Parecía que cuanto más hablaba él, menos comprendía yo de qué estaba hablando. Lo miré sin entender. Mis expectativas empezaban a dar paso a la decepción. Era incluso posible que Tucker no estuviera del todo cuerdo. El hecho de que yo depositara tantas esperanzas en lo que pudiera decirme no era más que una muestra de mi desesperación.

Tuck percibió mi desconfianza y se esforzó por ser más claro.

—Hay cosas que no se explican en los libros. Beber las aguas del Lago de los Sueños provoca un estado parecido al trance que permite al espíritu separarse del cuerpo físico. Hace falta cierta habilidad, pero para alguien como usted no debería suponer ningún problema. Cuando aprenda a hacerlo, podrá ir a donde quiera.

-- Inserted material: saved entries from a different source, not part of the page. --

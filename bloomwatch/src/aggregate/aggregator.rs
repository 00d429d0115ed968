//! View aggregation: validate, check the cache, fan out, merge.

use super::coalesce::{CoalescerStats, RequestCoalescer};
use super::traits::{Classifier, LayerSource, SceneSource};
use super::view::{FailureKind, FailureNote, MapViewModel, SourceOutcome};
use crate::cache::{CacheStats, TtlCache, ViewCacheKey, DEFAULT_BBOX_PRECISION};
use crate::geo::{normalize, GeoQuery, RawQuery, ValidationConfig, ValidationError};
use crate::scenes::{DEFAULT_MAX_CLOUD_COVER_PCT, DEFAULT_MAX_SCENES};
use std::future::Future;
use std::sync::atomic::{AtomicU64, Ordering};
use std::sync::Arc;
use std::time::Duration;
use tokio::time::Instant;
use tracing::{debug, info};

pub const DEFAULT_VIEW_CACHE_TTL_SECS: u64 = 300;
pub const DEFAULT_VIEW_CACHE_MAX_ENTRIES: usize = 256;

/// Deadline used when the configured timeout does not fit the clock.
const FAR_DEADLINE: Duration = Duration::from_secs(86400 * 365 * 30);
pub const DEFAULT_AGGREGATION_TIMEOUT_SECS: u64 = 15;

/// Tuning for [`Aggregator`].
#[derive(Debug, Clone, PartialEq)]
pub struct AggregatorConfig {
    pub cache_ttl: Duration,
    pub cache_max_entries: usize,
    /// Overall bound on one fan-out
    pub timeout: Duration,
    pub max_cloud_cover_pct: f64,
    pub max_scenes: usize,
    /// Decimal places kept when rounding bbox edges for the cache key
    pub bbox_precision: u32,
    pub validation: ValidationConfig,
}

impl Default for AggregatorConfig {
    fn default() -> Self {
        Self {
            cache_ttl: Duration::from_secs(DEFAULT_VIEW_CACHE_TTL_SECS),
            cache_max_entries: DEFAULT_VIEW_CACHE_MAX_ENTRIES,
            timeout: Duration::from_secs(DEFAULT_AGGREGATION_TIMEOUT_SECS),
            max_cloud_cover_pct: DEFAULT_MAX_CLOUD_COVER_PCT,
            max_scenes: DEFAULT_MAX_SCENES,
            bbox_precision: DEFAULT_BBOX_PRECISION,
            validation: ValidationConfig::default(),
        }
    }
}

impl AggregatorConfig {
    pub fn with_cache_ttl(mut self, ttl: Duration) -> Self {
        self.cache_ttl = ttl;
        self
    }

    pub fn with_cache_max_entries(mut self, entries: usize) -> Self {
        self.cache_max_entries = entries;
        self
    }

    pub fn with_timeout(mut self, timeout: Duration) -> Self {
        self.timeout = timeout;
        self
    }

    pub fn with_max_cloud_cover_pct(mut self, pct: f64) -> Self {
        self.max_cloud_cover_pct = pct;
        self
    }

    pub fn with_max_scenes(mut self, max_scenes: usize) -> Self {
        self.max_scenes = max_scenes;
        self
    }

    pub fn with_bbox_precision(mut self, precision: u32) -> Self {
        self.bbox_precision = precision;
        self
    }

    pub fn with_validation(mut self, validation: ValidationConfig) -> Self {
        self.validation = validation;
        self
    }
}

/// Builds [`MapViewModel`]s from three independent sources.
///
/// Only a [`ValidationError`] escapes [`build_view`](Self::build_view); every
/// source failure, including running past the deadline, becomes a partial
/// failure on the returned view. Complete views are cached; degraded ones
/// are not, so the next identical request tries the sources again.
pub struct Aggregator<L, S, I> {
    layers: L,
    scenes: S,
    classifier: Option<I>,
    config: AggregatorConfig,
    cache: TtlCache<ViewCacheKey, Arc<MapViewModel>>,
    coalescer: RequestCoalescer<ViewCacheKey, Arc<MapViewModel>>,
    fan_outs: AtomicU64,
}

impl<L, S, I> Aggregator<L, S, I>
where
    L: LayerSource,
    S: SceneSource,
    I: Classifier,
{
    /// `classifier` is `None` when no inference endpoint is configured; a
    /// query carrying an image then reports a classification failure.
    pub fn new(layers: L, scenes: S, classifier: Option<I>, config: AggregatorConfig) -> Self {
        let cache = TtlCache::new(config.cache_ttl, config.cache_max_entries);
        Self {
            layers,
            scenes,
            classifier,
            config,
            cache,
            coalescer: RequestCoalescer::new(),
            fan_outs: AtomicU64::new(0),
        }
    }

    pub fn config(&self) -> &AggregatorConfig {
        &self.config
    }

    /// Validates `raw` and returns its view, from cache when possible.
    pub async fn build_view(&self, raw: &RawQuery) -> Result<Arc<MapViewModel>, ValidationError> {
        let query = normalize(raw, &self.config.validation)?;
        let image = raw.image.as_deref().map(Vec::as_slice);
        let key = self.key_for(&query, image);

        if let Some(view) = self.cache.get(&key) {
            debug!(key = %key, "View cache hit");
            return Ok(Self::answer(view, query));
        }
        debug!(key = %key, "View cache miss");

        let view = self
            .coalescer
            .run(key.clone(), || self.build_uncached(&key, &query, image))
            .await;

        Ok(Self::answer(view, query))
    }

    /// Leader side of a coalesced build.
    async fn build_uncached(
        &self,
        key: &ViewCacheKey,
        query: &GeoQuery,
        image: Option<&[u8]>,
    ) -> Arc<MapViewModel> {
        // A build for this key may have finished since the caller's lookup
        if let Some(view) = self.cache.peek(key) {
            return view;
        }

        let view = Arc::new(self.fan_out(query.clone(), image).await);
        if view.is_complete() {
            self.cache.insert(key.clone(), Arc::clone(&view));
        } else {
            debug!(key = %key, "Degraded view not cached");
        }
        view
    }

    /// Drops the cached view for `raw`. Returns true if one was cached.
    pub fn invalidate(&self, raw: &RawQuery) -> Result<bool, ValidationError> {
        let query = normalize(raw, &self.config.validation)?;
        let key = self.key_for(&query, raw.image.as_deref().map(Vec::as_slice));
        Ok(self.cache.invalidate(&key))
    }

    /// Empties the view cache. Returns how many views were dropped.
    pub fn flush(&self) -> usize {
        let dropped = self.cache.clear();
        info!(dropped = dropped, "View cache flushed");
        dropped
    }

    pub fn cache_stats(&self) -> CacheStats {
        self.cache.stats()
    }

    pub fn coalescer_stats(&self) -> CoalescerStats {
        self.coalescer.stats()
    }

    /// Number of times the sources were actually queried.
    pub fn fan_out_count(&self) -> u64 {
        self.fan_outs.load(Ordering::Relaxed)
    }

    pub fn log_stats(&self) {
        let stats = self.cache.stats();
        info!(
            hits = stats.hits,
            misses = stats.misses,
            entries = stats.entries,
            fan_outs = self.fan_out_count(),
            hit_rate = format!("{:.1}%", stats.hit_rate() * 100.0),
            "View cache statistics"
        );
        self.coalescer.log_stats();
    }

    fn key_for(&self, query: &GeoQuery, image: Option<&[u8]>) -> ViewCacheKey {
        ViewCacheKey::new(query, self.config.bbox_precision, image)
    }

    /// Re-stamps a shared view when it was built for an equivalent query.
    fn answer(view: Arc<MapViewModel>, query: GeoQuery) -> Arc<MapViewModel> {
        if view.query == query {
            view
        } else {
            Arc::new(view.for_query(query))
        }
    }

    async fn fan_out(&self, query: GeoQuery, image: Option<&[u8]>) -> MapViewModel {
        self.fan_outs.fetch_add(1, Ordering::Relaxed);
        let started = Instant::now();
        let deadline = started
            .checked_add(self.config.timeout)
            .unwrap_or_else(|| started + FAR_DEADLINE);

        let layer = within(deadline, self.layers.get_layer(&query.layer_id));
        let scenes = within(
            deadline,
            self.scenes.fetch_scenes(
                &query.bbox,
                &query.date_range,
                self.config.max_cloud_cover_pct,
                self.config.max_scenes,
            ),
        );
        let classification = async {
            match (image, &self.classifier) {
                (None, _) => None,
                (Some(_), None) => Some(SourceOutcome::failed(
                    FailureKind::Disabled,
                    "no inference endpoint configured",
                )),
                (Some(image), Some(classifier)) => {
                    Some(within(deadline, classifier.classify(image)).await)
                }
            }
        };

        let (layer, scenes, classification) = tokio::join!(layer, scenes, classification);
        let view = MapViewModel::merge(query, layer, scenes, classification);

        info!(
            layer_id = %view.query.layer_id,
            scenes = view.scenes.len(),
            classified = view.classification.is_some(),
            failures = view.partial_failures.len(),
            elapsed_ms = started.elapsed().as_millis() as u64,
            "View built"
        );
        view
    }
}

/// Awaits `source` until `deadline`, folding its error or lateness into an outcome.
async fn within<T, E, F>(deadline: Instant, source: F) -> SourceOutcome<T>
where
    E: Into<FailureNote>,
    F: Future<Output = Result<T, E>>,
{
    match tokio::time::timeout_at(deadline, source).await {
        Ok(result) => SourceOutcome::from_result(result),
        Err(_) => SourceOutcome::failed(
            FailureKind::DeadlineExceeded,
            "no response before the aggregation deadline",
        ),
    }
}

—¿Cómo sé que no estás mintiendo?

Tucker pareció desanimarse ante mi falta de confianza.

—¿Por qué habría de mentirle? Jake me lanzará al fondo del foso si lo descubre.

—Entonces, ¿por qué me quieres ayudar? ¿Por qué te arriesgas?

—Digamos que solo busco una revancha —dijo—. Además, parece que le iría muy bien hacer una visita a su casa.

El pobre intento de mostrar sentido del humor me hizo sonreír.

—¿Tú has conseguido ir? A casa, me refiero.

Sus ojos mostraron desamparo.

—Cuando averigüé cómo hacerlo, ya no tenía mucho sentido. Todos mis conocidos ya se habían ido. Pero usted sí puede ir a ver a sus seres queridos, porque todavía están vivos.

Las posibilidades que ese lago me ofrecía me llenaron de esperanza.

—Llévame allí ahora —supliqué.

—No tan deprisa —previno—. Puede ser peligroso.

—¿Cuán peligroso?

—Si bebe demasiado, quizá luego no se despierte. —¿Y eso es muy malo?

La pregunta se me había escapado antes de darme cuenta.

—No lo es, si no le importa pasar el resto de su vida en coma, viendo a su familia cada día como se ve a los personajes de una película, pero sin ser capaz de hablar con ellos ni de tocarlos. ¿Es eso lo que quiere?

Negué con la cabeza a pesar de que me parecía bastante mejor que lo que tenía en esos momentos.

—De acuerdo —dije—. Tú te encargas de la dosis. ¡Pero tienes que llevarme allí ahora mismo!